“I set out on this ground, which I suppose to be self-evident, that the earth belongs in usufruct to the living; that the dead have neither powers nor rights over it.”
– Letter from Thomas Jefferson to James Madison, from Paris, 6 September 1789.
I came across this unusual word – usufruct – a couple of weeks ago. It’s such an oddball that I decided to use it as a Friday word. It’s also loosely Thanksgiving related, because of its association with Native American treaty rights.
It means the use, possession, or profitable enjoyment of something that belongs to another. (The legal definition is somewhat more strict, but I’ll leave that to the lawyers.)
It’s usually (but not exclusively) applied to land, with the sense that a person (or group, or community) has the usufruct of the land, although they don’t actually own it. It’s sometimes temporary, and often granted by tradition to a group or community. I’d say it’s the cousin of an easement, on steroids.
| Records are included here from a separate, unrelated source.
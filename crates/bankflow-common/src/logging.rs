//! Logging configuration and initialization
//!
//! Every Bankflow binary sets up `tracing` through [`init_logging`]. Output can
//! go to the console, a daily-rolling file, or both, as text or JSON.
//!
//! Pipeline code logs with structured fields rather than formatted strings so
//! cycle summaries can be picked up by log-based alerting:
//!
//! ```rust
//! use tracing::info;
//!
//! let (entity, rows_loaded) = ("customers", 42);
//! info!(entity, rows_loaded, "Load finished");
//! ```
//!
//! # Environment
//!
//! | variable          | values                          |
//! |-------------------|---------------------------------|
//! | `LOG_LEVEL`       | trace, debug, info, warn, error |
//! | `LOG_OUTPUT`      | console, file, both             |
//! | `LOG_FORMAT`      | text, json                      |
//! | `LOG_DIR`         | directory for rolling log files |
//! | `LOG_FILE_PREFIX` | file name prefix                |
//! | `LOG_FILTER`      | extra directives, e.g. `sqlx=warn` |

use anyhow::{bail, Context, Result};
use serde::{Deserialize, Serialize};
use std::fmt;
use std::path::PathBuf;
use std::str::FromStr;
use tracing::Level;
use tracing_appender::non_blocking::WorkerGuard;
use tracing_subscriber::{
    fmt::MakeWriter, layer::SubscriberExt, util::SubscriberInitExt, EnvFilter, Layer, Registry,
};

#[derive(Debug, Clone, Copy, PartialEq, Eq, Serialize, Deserialize, Default)]
#[serde(rename_all = "lowercase")]
pub enum LogLevel {
    Trace,
    Debug,
    #[default]
    Info,
    Warn,
    Error,
}

impl LogLevel {
    pub fn as_str(self) -> &'static str {
        match self {
            LogLevel::Trace => "trace",
            LogLevel::Debug => "debug",
            LogLevel::Info => "info",
            LogLevel::Warn => "warn",
            LogLevel::Error => "error",
        }
    }

    fn to_tracing_level(self) -> Level {
        match self {
            LogLevel::Trace => Level::TRACE,
            LogLevel::Debug => Level::DEBUG,
            LogLevel::Info => Level::INFO,
            LogLevel::Warn => Level::WARN,
            LogLevel::Error => Level::ERROR,
        }
    }
}

impl FromStr for LogLevel {
    type Err = anyhow::Error;

    fn from_str(s: &str) -> Result<Self> {
        Ok(match s.trim().to_lowercase().as_str() {
            "trace" => LogLevel::Trace,
            "debug" => LogLevel::Debug,
            "info" => LogLevel::Info,
            "warn" | "warning" => LogLevel::Warn,
            "error" => LogLevel::Error,
            other => bail!("Invalid log level: {}", other),
        })
    }
}

impl fmt::Display for LogLevel {
    fn fmt(&self, f: &mut fmt::Formatter<'_>) -> fmt::Result {
        f.write_str(self.as_str())
    }
}

/// Where log lines are written
#[derive(Debug, Clone, Copy, PartialEq, Eq, Serialize, Deserialize, Default)]
#[serde(rename_all = "lowercase")]
pub enum LogOutput {
    #[default]
    Console,
    File,
    Both,
}

impl LogOutput {
    fn writes_console(self) -> bool {
        matches!(self, LogOutput::Console | LogOutput::Both)
    }

    fn writes_file(self) -> bool {
        matches!(self, LogOutput::File | LogOutput::Both)
    }
}

impl FromStr for LogOutput {
    type Err = anyhow::Error;

    fn from_str(s: &str) -> Result<Self> {
        Ok(match s.trim().to_lowercase().as_str() {
            "console" | "stdout" => LogOutput::Console,
            "file" => LogOutput::File,
            "both" | "all" => LogOutput::Both,
            other => bail!("Invalid log output: {}", other),
        })
    }
}

#[derive(Debug, Clone, Copy, PartialEq, Eq, Serialize, Deserialize, Default)]
#[serde(rename_all = "lowercase")]
pub enum LogFormat {
    #[default]
    Text,
    Json,
}

impl FromStr for LogFormat {
    type Err = anyhow::Error;

    fn from_str(s: &str) -> Result<Self> {
        Ok(match s.trim().to_lowercase().as_str() {
            "text" | "pretty" => LogFormat::Text,
            "json" => LogFormat::Json,
            other => bail!("Invalid log format: {}", other),
        })
    }
}

/// Logging configuration
#[derive(Debug, Clone, Serialize, Deserialize)]
pub struct LogConfig {
    pub level: LogLevel,
    pub output: LogOutput,
    pub format: LogFormat,
    /// Directory for rolling files, only used when output includes a file
    pub log_dir: PathBuf,
    /// `bankflow` -> `bankflow.2026-10-16`
    pub log_file_prefix: String,
    /// Extra `EnvFilter` directives, comma separated
    pub filter_directives: Option<String>,
    pub include_location: bool,
    pub include_targets: bool,
}

impl Default for LogConfig {
    fn default() -> Self {
        Self {
            level: LogLevel::Info,
            output: LogOutput::Console,
            format: LogFormat::Text,
            log_dir: PathBuf::from("./logs"),
            log_file_prefix: "bankflow".to_string(),
            filter_directives: None,
            include_location: false,
            include_targets: true,
        }
    }
}

impl LogConfig {
    pub fn builder() -> LogConfigBuilder {
        LogConfigBuilder::default()
    }

    /// Configuration built purely from the environment.
    pub fn from_env() -> Result<Self> {
        Self::default().with_env_overrides()
    }

    /// Apply any `LOG_*` variables present in the environment on top of `self`.
    pub fn with_env_overrides(mut self) -> Result<Self> {
        if let Ok(level) = std::env::var("LOG_LEVEL") {
            self.level = level.parse()?;
        }
        if let Ok(output) = std::env::var("LOG_OUTPUT") {
            self.output = output.parse()?;
        }
        if let Ok(format) = std::env::var("LOG_FORMAT") {
            self.format = format.parse()?;
        }
        if let Ok(dir) = std::env::var("LOG_DIR") {
            self.log_dir = PathBuf::from(dir);
        }
        if let Ok(prefix) = std::env::var("LOG_FILE_PREFIX") {
            self.log_file_prefix = prefix;
        }
        if let Ok(filter) = std::env::var("LOG_FILTER") {
            self.filter_directives = Some(filter);
        }
        Ok(self)
    }

    fn env_filter(&self) -> Result<EnvFilter> {
        let mut filter = EnvFilter::from_default_env()
            .add_directive(self.level.to_tracing_level().into())
            // sqlx logs every statement at info
            .add_directive("sqlx=warn".parse().context("Invalid built-in directive")?);

        if let Some(directives) = &self.filter_directives {
            for directive in directives.split(',').map(str::trim).filter(|d| !d.is_empty()) {
                filter = filter.add_directive(
                    directive
                        .parse()
                        .with_context(|| format!("Invalid filter directive '{}'", directive))?,
                );
            }
        }
        Ok(filter)
    }
}

#[derive(Default)]
pub struct LogConfigBuilder {
    config: LogConfig,
}

impl LogConfigBuilder {
    pub fn level(mut self, level: LogLevel) -> Self {
        self.config.level = level;
        self
    }

    pub fn output(mut self, output: LogOutput) -> Self {
        self.config.output = output;
        self
    }

    pub fn format(mut self, format: LogFormat) -> Self {
        self.config.format = format;
        self
    }

    pub fn log_dir(mut self, dir: impl Into<PathBuf>) -> Self {
        self.config.log_dir = dir.into();
        self
    }

    pub fn log_file_prefix(mut self, prefix: impl Into<String>) -> Self {
        self.config.log_file_prefix = prefix.into();
        self
    }

    pub fn filter_directives(mut self, filter: impl Into<String>) -> Self {
        self.config.filter_directives = Some(filter.into());
        self
    }

    pub fn build(self) -> LogConfig {
        self.config
    }
}

type BoxedLayer = Box<dyn Layer<Registry> + Send + Sync + 'static>;

fn fmt_layer<W>(config: &LogConfig, writer: W, ansi: bool) -> BoxedLayer
where
    W: for<'w> MakeWriter<'w> + Send + Sync + 'static,
{
    let layer = tracing_subscriber::fmt::layer()
        .with_writer(writer)
        .with_ansi(ansi)
        .with_target(config.include_targets)
        .with_file(config.include_location)
        .with_line_number(config.include_location);

    match config.format {
        LogFormat::Text => layer.boxed(),
        LogFormat::Json => layer.json().boxed(),
    }
}

/// Install the global subscriber.
///
/// Returns the file writer guard when file output is enabled; keep it alive
/// until the process exits or buffered lines are lost.
pub fn init_logging(config: &LogConfig) -> Result<Option<WorkerGuard>> {
    let filter = config.env_filter()?;
    let mut layers: Vec<BoxedLayer> = Vec::with_capacity(2);
    let mut guard = None;

    if config.output.writes_console() {
        layers.push(fmt_layer(config, std::io::stdout, true));
    }

    if config.output.writes_file() {
        std::fs::create_dir_all(&config.log_dir).with_context(|| {
            format!("Failed to create log directory {}", config.log_dir.display())
        })?;
        let appender = tracing_appender::rolling::daily(&config.log_dir, &config.log_file_prefix);
        let (writer, file_guard) = tracing_appender::non_blocking(appender);
        layers.push(fmt_layer(config, writer, false));
        guard = Some(file_guard);
    }

    tracing_subscriber::registry()
        .with(layers)
        .with(filter)
        .try_init()
        .context("Failed to install tracing subscriber")?;

    Ok(guard)
}

#[cfg(test)]
#[allow(clippy::unwrap_used, clippy::expect_used)]
mod tests {
    use super::*;

    #[test]
    fn test_log_level_from_str() {
        assert_eq!("TRACE".parse::<LogLevel>().unwrap(), LogLevel::Trace);
        assert_eq!("warning".parse::<LogLevel>().unwrap(), LogLevel::Warn);
        assert_eq!(" info ".parse::<LogLevel>().unwrap(), LogLevel::Info);
        assert!("loud".parse::<LogLevel>().is_err());
    }

    #[test]
    fn test_output_and_format_from_str() {
        assert_eq!("stdout".parse::<LogOutput>().unwrap(), LogOutput::Console);
        assert_eq!("all".parse::<LogOutput>().unwrap(), LogOutput::Both);
        assert_eq!("json".parse::<LogFormat>().unwrap(), LogFormat::Json);
        assert!("xml".parse::<LogFormat>().is_err());
        assert!(LogOutput::Both.writes_console() && LogOutput::Both.writes_file());
        assert!(!LogOutput::File.writes_console());
    }

    #[test]
    fn test_builder() {
        let config = LogConfig::builder()
            .level(LogLevel::Debug)
            .output(LogOutput::File)
            .format(LogFormat::Json)
            .log_dir("/var/log/bankflow")
            .log_file_prefix("etl")
            .filter_directives("bankflow_etl=trace")
            .build();

        assert_eq!(config.level, LogLevel::Debug);
        assert_eq!(config.output, LogOutput::File);
        assert_eq!(config.log_dir, PathBuf::from("/var/log/bankflow"));
        assert_eq!(config.log_file_prefix, "etl");
        assert!(config.env_filter().is_ok());
    }

    #[test]
    fn test_bad_directive_is_reported() {
        let config = LogConfig::builder().filter_directives("bankflow_etl=loudest").build();
        assert!(config.env_filter().is_err());
    }
}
Usufruct strikes me as an especially strange combination of sounds, the soft “use” sound of usu- up against that -fr-, ending with the hard -uct. Its Latin roots are unusually visible, with the English word merely a contracted form of “usus et fructus,” literally “the use and the fruits of.”
I ran into the word in an article on land use. There’s a case wending its way through the courts in Massachusetts involving usufruct (Greene v. Pacheco). It concerns the “aboriginal and usufruct rights” (through ancient treaty) of a member of the Wampanoag tribe and the attempted denial of same by a Plymouth County shellfish officer. From the summaries I’ve seen, I won’t be surprised if this works itself out as a glorified assault case. But the usufruct angle makes it more interesting and raises the stakes. The general idea of usufruct is worth understanding, regardless of the eventual outcome.
Hope you all had a great Thanksgiving day, enjoying the usus and savoring the fructus of the season!